コロナ禍でフードデリバリーが大人気となっている韓国で、利用者によるカスタマーハラスメント(カスハラ)が大きな問題となっているという。
「6月30日、韓国のオンラインコミュニティに、デリバリーで注文したキムチチムの中に“軍手”が入っていたという書き込みが画像付きで投稿されました。投稿者によれば、『干し豆腐のように見えたが、よく見たら軍手だった』といい、『軍手がなぜここに入っているのか。最初はおいしく食べていたのに、全部吐いてしまった』と、怒りをあらわにしたのです」(韓国事情に詳しいライター)

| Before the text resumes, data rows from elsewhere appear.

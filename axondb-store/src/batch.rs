// SPDX-License-Identifier: AGPL-3.0-or-later
// AxonDB - Vector Storage Substrate
// Copyright (C) 2026 Sushanth Reddy Vanagala (https://github.com/sushanthpy)
//
// This program is free software: you can redistribute it and/or modify
// it under the terms of the GNU Affero General Public License as published by
// the Free Software Foundation, either version 3 of the License, or
// (at your option) any later version.
//
// This program is distributed in the hope that it will be useful,
// but WITHOUT ANY WARRANTY; without even the implied warranty of
// MERCHANTABILITY or FITNESS FOR A PARTICULAR PURPOSE. See the
// GNU Affero General Public License for more details.
//
// You should have received a copy of the GNU Affero General Public License
// along with this program. If not, see <https://www.gnu.org/licenses/>.

//! Fixed-capacity aligned vector block, the store's unit of growth.

use axondb_core::{AlignedBytes, Result, ALIGNMENT_BYTES};

/// A batch of `capacity` vector slots of `vector_byte_size` bytes each,
/// 64-byte aligned and zero-initialized. Capacity is fixed at construction;
/// the block is released when the batch drops.
pub struct VectorBatch {
    vector_byte_size: usize,
    capacity: usize,
    data: AlignedBytes,
}

impl VectorBatch {
    /// Allocate a batch. Allocation failure surfaces as `Unavailable`.
    pub fn new(vector_byte_size: usize, capacity: usize) -> Result<Self> {
        let data = AlignedBytes::new(vector_byte_size * capacity, ALIGNMENT_BYTES)?;
        Ok(Self {
            vector_byte_size,
            capacity,
            data,
        })
    }

    pub fn capacity(&self) -> usize {
        self.capacity
    }

    pub fn vector_byte_size(&self) -> usize {
        self.vector_byte_size
    }

    /// Slot `index`, or `None` past capacity.
    pub fn at(&self, index: usize) -> Option<&[u8]> {
        if index >= self.capacity {
            return None;
        }
        let start = index * self.vector_byte_size;
        Some(&self.data[start..start + self.vector_byte_size])
    }

    /// Mutable slot `index`, or `None` past capacity.
    pub fn at_mut(&mut self, index: usize) -> Option<&mut [u8]> {
        if index >= self.capacity {
            return None;
        }
        let start = index * self.vector_byte_size;
        Some(&mut self.data[start..start + self.vector_byte_size])
    }

    /// Zero slot `index`. No-op past capacity.
    pub fn clear(&mut self, index: usize) {
        if let Some(slot) = self.at_mut(index) {
            slot.fill(0);
        }
    }

    /// Copy `value` into slot `index`. No-op past capacity; `value` must not
    /// exceed the slot stride.
    pub fn set(&mut self, index: usize, value: &[u8]) {
        if let Some(slot) = self.at_mut(index) {
            slot[..value.len()].copy_from_slice(value);
        }
    }

    /// The whole block, for serializer introspection.
    pub fn data(&self) -> &[u8] {
        &self.data
    }

    pub fn data_mut(&mut self) -> &mut [u8] {
        &mut self.data
    }
}
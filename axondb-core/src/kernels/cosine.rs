// SPDX-License-Identifier: AGPL-3.0-or-later
// AxonDB - Vector Storage Substrate
// Copyright (C) 2026 Sushanth Reddy Vanagala (https://github.com/sushanthpy)
//
// This program is free software: you can redistribute it and/or modify
// it under the terms of the GNU Affero General Public License as published by
// the Free Software Foundation, either version 3 of the License, or
// (at your option) any later version.
//
// This program is distributed in the hope that it will be useful,
// but WITHOUT ANY WARRANTY; without even the implied warranty of
// MERCHANTABILITY or FITNESS FOR A PARTICULAR PURPOSE. See the
// GNU Affero General Public License for more details.
//
// You should have received a copy of the GNU Affero General Public License
// along with this program. If not, see <https://www.gnu.org/licenses/>.

//! Cosine metric: `Σab / sqrt(Σa²·Σb²)` accumulated in one pass.
//!
//! Returns exactly 0.0 when either operand has zero norm, so zero vectors
//! rank as maximally dissimilar instead of producing NaN.

use crate::error::Result;
use crate::kernels::{elements_of, Element};
use crate::registry::{OperatorEntity, OperatorRegistry};
use crate::types::{DataType, MetricType, SimdLevel};

/// Scalar reference kernel, unrolled by 4 lanes.
pub fn cosine_distance_scalar<T: Element>(a: &[u8], b: &[u8]) -> f32 {
    let pa = elements_of::<T>(a);
    let pb = elements_of::<T>(b);
    let n = pa.len();
    let mut sum = 0.0f32;
    let mut norm_a = 0.0f32;
    let mut norm_b = 0.0f32;
    let mut i = 0;
    while i + 4 <= n {
        let a0 = pa[i].to_f32();
        let a1 = pa[i + 1].to_f32();
        let a2 = pa[i + 2].to_f32();
        let a3 = pa[i + 3].to_f32();
        let b0 = pb[i].to_f32();
        let b1 = pb[i + 1].to_f32();
        let b2 = pb[i + 2].to_f32();
        let b3 = pb[i + 3].to_f32();
        norm_a += a0 * a0 + a1 * a1 + a2 * a2 + a3 * a3;
        norm_b += b0 * b0 + b1 * b1 + b2 * b2 + b3 * b3;
        sum += a0 * b0 + a1 * b1 + a2 * b2 + a3 * b3;
        i += 4;
    }
    while i < n {
        let av = pa[i].to_f32();
        let bv = pb[i].to_f32();
        norm_a += av * av;
        norm_b += bv * bv;
        sum += av * bv;
        i += 1;
    }
    if norm_a == 0.0 || norm_b == 0.0 {
        return 0.0;
    }
    sum / (norm_a * norm_b).sqrt()
}

#[cfg(target_arch = "x86_64")]
pub fn cosine_distance_sse(a: &[u8], b: &[u8]) -> f32 {
    #[target_feature(enable = "sse4.1")]
    unsafe fn inner(a: &[f32], b: &[f32]) -> f32 {
        use std::arch::x86_64::*;

        let n = a.len();
        let chunks = n / 4;
        let mut sum = _mm_setzero_ps();
        let mut norm_a = _mm_setzero_ps();
        let mut norm_b = _mm_setzero_ps();
        for i in 0..chunks {
            let va = _mm_loadu_ps(a.as_ptr().add(i * 4));
            let vb = _mm_loadu_ps(b.as_ptr().add(i * 4));
            norm_a = _mm_add_ps(norm_a, _mm_mul_ps(va, va));
            norm_b = _mm_add_ps(norm_b, _mm_mul_ps(vb, vb));
            sum = _mm_add_ps(sum, _mm_mul_ps(va, vb));
        }
        let mut dot = crate::kernels::x86::hsum128_ps(sum);
        let mut na = crate::kernels::x86::hsum128_ps(norm_a);
        let mut nb = crate::kernels::x86::hsum128_ps(norm_b);
        for i in (chunks * 4)..n {
            let av = a[i];
            let bv = b[i];
            dot += av * bv;
            na += av * av;
            nb += bv * bv;
        }
        if na == 0.0 || nb == 0.0 {
            return 0.0;
        }
        dot / (na * nb).sqrt()
    }

    if is_x86_feature_detected!("sse4.1") {
        unsafe { inner(elements_of::<f32>(a), elements_of::<f32>(b)) }
    } else {
        cosine_distance_scalar::<f32>(a, b)
    }
}

#[cfg(target_arch = "x86_64")]
pub fn cosine_distance_avx2(a: &[u8], b: &[u8]) -> f32 {
    #[target_feature(enable = "avx2,fma")]
    unsafe fn inner(a: &[f32], b: &[f32]) -> f32 {
        use std::arch::x86_64::*;

        let n = a.len();
        let chunks = n / 8;
        let mut sum = _mm256_setzero_ps();
        let mut norm_a = _mm256_setzero_ps();
        let mut norm_b = _mm256_setzero_ps();
        for i in 0..chunks {
            let va = _mm256_loadu_ps(a.as_ptr().add(i * 8));
            let vb = _mm256_loadu_ps(b.as_ptr().add(i * 8));
            norm_a = _mm256_fmadd_ps(va, va, norm_a);
            norm_b = _mm256_fmadd_ps(vb, vb, norm_b);
            sum = _mm256_fmadd_ps(va, vb, sum);
        }
        let mut dot = crate::kernels::x86::hsum256_ps(sum);
        let mut na = crate::kernels::x86::hsum256_ps(norm_a);
        let mut nb = crate::kernels::x86::hsum256_ps(norm_b);
        for i in (chunks * 8)..n {
            let av = a[i];
            let bv = b[i];
            dot += av * bv;
            na += av * av;
            nb += bv * bv;
        }
        if na == 0.0 || nb == 0.0 {
            return 0.0;
        }
        dot / (na * nb).sqrt()
    }

    if is_x86_feature_detected!("avx2") && is_x86_feature_detected!("fma") {
        unsafe { inner(elements_of::<f32>(a), elements_of::<f32>(b)) }
    } else {
        cosine_distance_scalar::<f32>(a, b)
    }
}

fn scalar_entity(data_type: DataType, distance: crate::registry::DistanceFn) -> OperatorEntity {
    OperatorEntity {
        supports: true,
        metric: MetricType::Cosine,
        data_type,
        simd_level: SimdLevel::None,
        distance: Some(distance),
        ..Default::default()
    }
}

pub fn register_cosine_operators(r: &mut OperatorRegistry) -> Result<()> {
    r.register_operator(
        scalar_entity(DataType::U8, cosine_distance_scalar::<u8>),
        false,
    )?;
    r.register_operator(
        scalar_entity(DataType::F16, cosine_distance_scalar::<half::f16>),
        false,
    )?;
    r.register_operator(
        scalar_entity(DataType::F32, cosine_distance_scalar::<f32>),
        false,
    )?;

    #[cfg(target_arch = "x86_64")]
    {
        let features = crate::types::cpu_features();
        if features.sse41 {
            r.register_operator(
                OperatorEntity {
                    supports: true,
                    metric: MetricType::Cosine,
                    data_type: DataType::F32,
                    simd_level: SimdLevel::Sse,
                    distance: Some(cosine_distance_sse),
                    ..Default::default()
                },
                false,
            )?;
        }
        if features.avx2 {
            r.register_operator(
                OperatorEntity {
                    supports: true,
                    metric: MetricType::Cosine,
                    data_type: DataType::F32,
                    simd_level: SimdLevel::Avx2,
                    distance: Some(cosine_distance_avx2),
                    ..Default::default()
                },
                false,
            )?;
        }
    }

    Ok(())
}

この投稿に対してキムチチムをデリバリーした店の店主は「軍手を入れることは絶対にあり得ない」と猛反論。そもそも画像にある軍手は店では使用しておらず、「防犯カメラで確認しても問題なかった」「何度も衛生検閲が行われたが問題なかった」と主張した。そして「仮にそんなことがあったなら、店に連絡をして文句を言ってもいいはずなのに、店には連絡すらなかった」と投稿者の行動に疑問を呈したのだった。
「店主の反論を受けて、韓国ネットユーザーからも《食べている途中で見つけたわりには豆腐が綺麗に並びすぎている》《嫌がらせでもない限りあり得ないが、ネットに晒されるリスクを抱えてまで軍手を入れたりしないんじゃないか》《最近は大げさに騒いだり、嘘を付く客も多いから投稿をすぐに信じてはいけない》といった擁護の声も相次いでいます。というのも、6月にはデリバリーで販売した『エビフライの3本のうち1本の色がおかしかった』と店に抗議した客が返金を受けた後も度重なる抗議を続け、そのたびに対応していた店主が脳卒中で倒れ死亡する騒動があり、韓国ではこうしたカスハラが社会的問題となっているからです。まだ、軍手がどのタイミングで商品に混入したか、そもそも混入していたのかどうか分かりませんが、ネット上では投稿者によるイタズラの可能性が高いと見る向きも多いようです」(ネットウオッチャー)
これを対岸の火事と安心してはならない。危機管理のコンサルタント会社であるエス・ピー・ネットワークが今年3月、日本国内における「カスタマーハラスメント実態調査」を“企業でクレーム対応を行った経験のある会社員1030人”に実施したところ、「新型コロナの影響でカスハラが増えている」と回答した人が21.6%となり、「コロナ禍の影響ではないが増えていると感じる」と回答した人を合わせると、35.8%の人がカスハラが増えていると感じていることが明らかとなっている。
店や企業側へのいきすぎた批判には注意が必要だ。